Navigators help prescribers navigate multistep workflows where it is otherwise easy to forget key requirements. As a clerk you will be interacting with navigators related to ADT: Admission, Transfer, Discharge.
If you are involved in a patient going through one of these transitions, you MUST use the appropriate navigator. By default the Admission navigator and Discharge Transfer Gateway will appear when you are in the chart of an admitted patient.
Take a moment to look at the structure of the Admission navigator.
Activities of this navigator are grouped in to
Review
Updating the patient’s problem list, medical history, etc.
Actions
Completing order reconciliation and using an admission orderset to add orders
Documentation
Completing the admission note.
This is new functionality that provides access to the appropriate navigator based on the patient’s destination.
The gateway has clear headings identifying these different workflows
A link is available for each workflow to launch the appropriate navigator to complete updates to the chart, place orders, and complete documentation.
Let’s jump over to an outpatient chart to quickly look at Notes, Orders, and talk about a consult workflow.
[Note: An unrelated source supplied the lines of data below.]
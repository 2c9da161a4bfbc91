//! Duplicate-group construction over a record batch.
//!
//! The default mode is a greedy single pass: records are visited in
//! input order, and each unprocessed record absorbs every later
//! unprocessed record scoring at or above the threshold. A single pass
//! can miss transitive matches (A~B and B~C without A~C); that is a
//! known, accepted approximation. Callers who want the full closure
//! over the similarity graph opt into [`ClusterMode::TransitiveClosure`].
//!
//! Comparison count grows quadratically with batch size. Batches of
//! hundreds to low thousands of records are fine; beyond that, shard
//! the batch before clustering.

use crate::similarity::{SimilarityResult, SimilarityScorer};
use serde::{Deserialize, Serialize};
use std::collections::HashMap;
use stayline_types::{GroupId, GuestRecord, RecordId};
use tracing::debug;

/// Detection threshold used when a caller does not pick one.
pub const DEFAULT_DETECTION_THRESHOLD: f64 = 0.85;

// ── Duplicate Group ──────────────────────────────────────────────────

/// A non-primary record and how it matched into the group.
#[derive(Clone, Debug, PartialEq, Serialize, Deserialize)]
pub struct GroupMember {
    pub record: GuestRecord,
    /// Similarity against the group's primary record.
    pub similarity: SimilarityResult,
}

/// Booking volume and revenue carried by a whole group.
#[derive(Clone, Copy, Debug, Default, PartialEq, Serialize, Deserialize)]
pub struct AggregateImpact {
    pub booking_count: u64,
    pub revenue_sum: f64,
}

/// A cluster of records believed to be the same guest.
///
/// Always has at least two records: the primary plus one member.
#[derive(Clone, Debug, PartialEq, Serialize, Deserialize)]
pub struct DuplicateGroup {
    pub group_id: GroupId,
    /// Representative record; callers pre-sort the batch by a
    /// deterministic key (for example descending booking value) so
    /// primary selection is deterministic.
    pub primary: GuestRecord,
    pub members: Vec<GroupMember>,
    /// Highest member similarity against the primary.
    pub confidence: f64,
    /// Sums over the primary and every member.
    pub aggregate_impact: AggregateImpact,
}

impl DuplicateGroup {
    pub fn new(primary: GuestRecord, members: Vec<GroupMember>) -> Self {
        let confidence = members
            .iter()
            .map(|m| m.similarity.score)
            .fold(0.0, f64::max);
        let booking_count =
            primary.booking_count + members.iter().map(|m| m.record.booking_count).sum::<u64>();
        let revenue_sum =
            primary.revenue_sum + members.iter().map(|m| m.record.revenue_sum).sum::<f64>();
        Self {
            group_id: GroupId::generate(),
            primary,
            members,
            confidence,
            aggregate_impact: AggregateImpact {
                booking_count,
                revenue_sum,
            },
        }
    }

    /// Total records in the group, primary included.
    pub fn size(&self) -> usize {
        1 + self.members.len()
    }

    /// Ids of the non-primary members, in match order.
    pub fn member_ids(&self) -> Vec<RecordId> {
        self.members.iter().map(|m| m.record.id.clone()).collect()
    }
}

// ── Cluster Builder ──────────────────────────────────────────────────

/// How groups are formed from pairwise scores.
#[derive(Clone, Copy, Debug, Default, PartialEq, Eq, Serialize, Deserialize)]
#[serde(rename_all = "snake_case")]
pub enum ClusterMode {
    /// Single greedy pass in input order. Reference behavior.
    #[default]
    Greedy,
    /// Union-find over every pair at or above the threshold.
    TransitiveClosure,
}

/// Partitions a batch into duplicate groups.
#[derive(Clone, Debug)]
pub struct ClusterBuilder {
    scorer: SimilarityScorer,
    threshold: f64,
    mode: ClusterMode,
}

impl ClusterBuilder {
    pub fn new(threshold: f64) -> Self {
        Self {
            scorer: SimilarityScorer::new(),
            threshold,
            mode: ClusterMode::default(),
        }
    }

    pub fn with_mode(mut self, mode: ClusterMode) -> Self {
        self.mode = mode;
        self
    }

    pub fn threshold(&self) -> f64 {
        self.threshold
    }

    /// Group the batch. Singletons are dropped: a group exists only
    /// when at least one pair reached the threshold.
    pub fn cluster(&self, records: &[GuestRecord]) -> Vec<DuplicateGroup> {
        let groups = match self.mode {
            ClusterMode::Greedy => self.cluster_greedy(records),
            ClusterMode::TransitiveClosure => self.cluster_transitive(records),
        };
        debug!(
            records = records.len(),
            groups = groups.len(),
            threshold = self.threshold,
            mode = ?self.mode,
            "Clustered record batch"
        );
        groups
    }

    /// Cluster and fold the result into a report with batch statistics.
    pub fn report(&self, records: &[GuestRecord]) -> DedupReport {
        DedupReport::from_groups(self.cluster(records), records.len())
    }

    fn cluster_greedy(&self, records: &[GuestRecord]) -> Vec<DuplicateGroup> {
        let mut processed = vec![false; records.len()];
        let mut groups = Vec::new();

        for i in 0..records.len() {
            if processed[i] {
                continue;
            }
            let mut members = Vec::new();
            for j in (i + 1)..records.len() {
                if processed[j] {
                    continue;
                }
                let similarity = self.scorer.score(&records[i], &records[j]);
                if similarity.score >= self.threshold {
                    processed[j] = true;
                    members.push(GroupMember {
                        record: records[j].clone(),
                        similarity,
                    });
                }
            }
            if !members.is_empty() {
                processed[i] = true;
                groups.push(DuplicateGroup::new(records[i].clone(), members));
            }
        }

        groups
    }

    fn cluster_transitive(&self, records: &[GuestRecord]) -> Vec<DuplicateGroup> {
        let mut parent: Vec<usize> = (0..records.len()).collect();

        fn find(parent: &mut [usize], mut x: usize) -> usize {
            while parent[x] != x {
                parent[x] = parent[parent[x]];
                x = parent[x];
            }
            x
        }

        for i in 0..records.len() {
            for j in (i + 1)..records.len() {
                let similarity = self.scorer.score(&records[i], &records[j]);
                if similarity.score >= self.threshold {
                    let root_i = find(&mut parent, i);
                    let root_j = find(&mut parent, j);
                    if root_i != root_j {
                        parent[root_j] = root_i;
                    }
                }
            }
        }

        // Collect components in first-seen input order.
        let mut order = Vec::new();
        let mut buckets: HashMap<usize, Vec<usize>> = HashMap::new();
        for i in 0..records.len() {
            let root = find(&mut parent, i);
            buckets
                .entry(root)
                .or_insert_with(|| {
                    order.push(root);
                    Vec::new()
                })
                .push(i);
        }

        let mut groups = Vec::new();
        for root in order {
            let indices = &buckets[&root];
            if indices.len() < 2 {
                continue;
            }
            let primary = records[indices[0]].clone();
            // Member similarity is reported against the primary; a
            // transitively reached member may score below the
            // threshold here.
            let members = indices[1..]
                .iter()
                .map(|&idx| GroupMember {
                    similarity: self.scorer.score(&primary, &records[idx]),
                    record: records[idx].clone(),
                })
                .collect();
            groups.push(DuplicateGroup::new(primary, members));
        }

        groups
    }
}

// ── Deduplication Report ─────────────────────────────────────────────

/// Clustering output plus the batch statistics review surfaces show.
#[derive(Clone, Debug, PartialEq, Serialize, Deserialize)]
pub struct DedupReport {
    pub groups: Vec<DuplicateGroup>,
    pub scanned_records: usize,
    /// Fraction of scanned records that are non-primary members.
    pub duplicate_rate: f64,
    /// Revenue currently attributed to non-primary members.
    pub potential_revenue_consolidation: f64,
    pub average_group_size: f64,
}

impl DedupReport {
    pub fn from_groups(groups: Vec<DuplicateGroup>, scanned_records: usize) -> Self {
        let duplicate_members: usize = groups.iter().map(|g| g.members.len()).sum();
        let duplicate_rate = if scanned_records == 0 {
            0.0
        } else {
            duplicate_members as f64 / scanned_records as f64
        };
        let potential_revenue_consolidation = groups
            .iter()
            .flat_map(|g| g.members.iter())
            .map(|m| m.record.revenue_sum)
            .sum();
        let grouped: usize = groups.iter().map(DuplicateGroup::size).sum();
        let average_group_size = if groups.is_empty() {
            0.0
        } else {
            grouped as f64 / groups.len() as f64
        };
        Self {
            groups,
            scanned_records,
            duplicate_rate,
            potential_revenue_consolidation,
            average_group_size,
        }
    }
}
Please go to your schedule and open the first patient chronologically in your schedule, this is 9am Fred.
Notice the difference in appearance of the outpatient chart for Fred compared to the inpatient chart.
What is the same
All charts have the Storyboard and the Chart Review activity tab, and you are already familiar with how to use these to find information about the patient.
What is different
The obvious difference is that there are no activity tabs for Notes and Orders. Recall that each office visit is a separate encounter that will have a diagnosis, a note, and may include updating existing or adding new orders.
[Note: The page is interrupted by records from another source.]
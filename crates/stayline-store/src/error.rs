use thiserror::Error;

/// Result type for store operations.
pub type StoreResult<T> = Result<T, StoreError>;

/// Store-layer errors.
#[derive(Debug, Error)]
pub enum StoreError {
    #[error("record not found: {0}")]
    NotFound(String),

    #[error("conflict: {0}")]
    Conflict(String),

    #[error("invalid input: {0}")]
    InvalidInput(String),

    #[error("serialization error: {0}")]
    Serialization(String),

    #[error("backend error: {0}")]
    Backend(String),
}
//! Stayline persistence abstractions.
//!
//! This crate defines the storage contract shared by the approval engine:
//! - append-only, hash-linked audit history of applied operations
//! - published approval requests and the decisions recorded against them
//!
//! Design stance:
//! - SQLite is the durable source of truth for deployments that need one.
//! - The in-memory adapter is deterministic and carries the same semantics,
//!   so engine behavior does not depend on which backend is wired in.

#![deny(unsafe_code)]
#![warn(rust_2018_idioms)]

mod error;
pub mod memory;
mod model;
#[cfg(feature = "sqlite")]
pub mod sqlite;
mod traits;

pub use error::{StoreError, StoreResult};
pub use model::{AuditEntry, NewAuditEntry, RegistryEntry};
pub use traits::{ApprovalRegistry, AuditStore, QueryWindow, StaylineStore};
This contrasts with the inpatient chart, which is also a single unique encounter, but inpatient encounters can last for days and will have multiple notes, different types of notes, and many orders. Since there is, typically, one note and not as many orders there is not the same need for a separate Notes and Orders tab.
Most of your outpatient activity will be done in the ‘This Visit’ activity tab. This is where the Visit Diagnosis is entered, Problem List is updated, Medications are reviewed, and Orders are added. It also includes wrap-up activities such as tools for identifying a follow-up visit, providing after visit instructions to the patient, WCB forms, and Communications. We will talk about the communications function a little later.
There isn’t a notes activity tab, but there is a dedicated area on the right side of the chart for writing your note.
Starting your note:
You will see that you do not have to identify what type of note is being written.
Finishing your note:
Pend your note! Notice that there is a choice menu at the bottom of the note, the options are:
Pending your note – allows you to come back later to complete the note. Your staff physician can also update and complete the note, in fact the visit cannot be signed off while your note remains Incomplete.
Must do some extra work to find it but it is very important that you Pend on Accept
Outpatient visits are scheduled with a staff physician and the note needs to be in their name, this is done by you starting a note and having them take it over after you have saved it.
When a consult note is created by a medical learner (Clinical Clerk, NP Student, PA Student, AIMG candidate) it will not be incorporated into the consult letter that is created from the communication activity.
To use the note authored by a learner as part of a consult letter, the supervising physician can create a copy of the note using the "Copy and Create" function by:
Click "Edit" on the note authored by the learner.
At the bottom left of the note, click the icon that looks like two overlapping pieces of paper (click the camera icon below to see a screenshot. This button will copy the note text and create a new note with the supervising physician as the author. Then, complete the note:
Add to the note as necessary.
Select "Send to PCP & referring" or, if desired, click on the Communications button to use the Communications tool, or use the Communications tool in the "This Visit" activity to have a consult letter sent to Netcare.
Click the "Accept" button.
Once the visit is signed, the letter will be routed.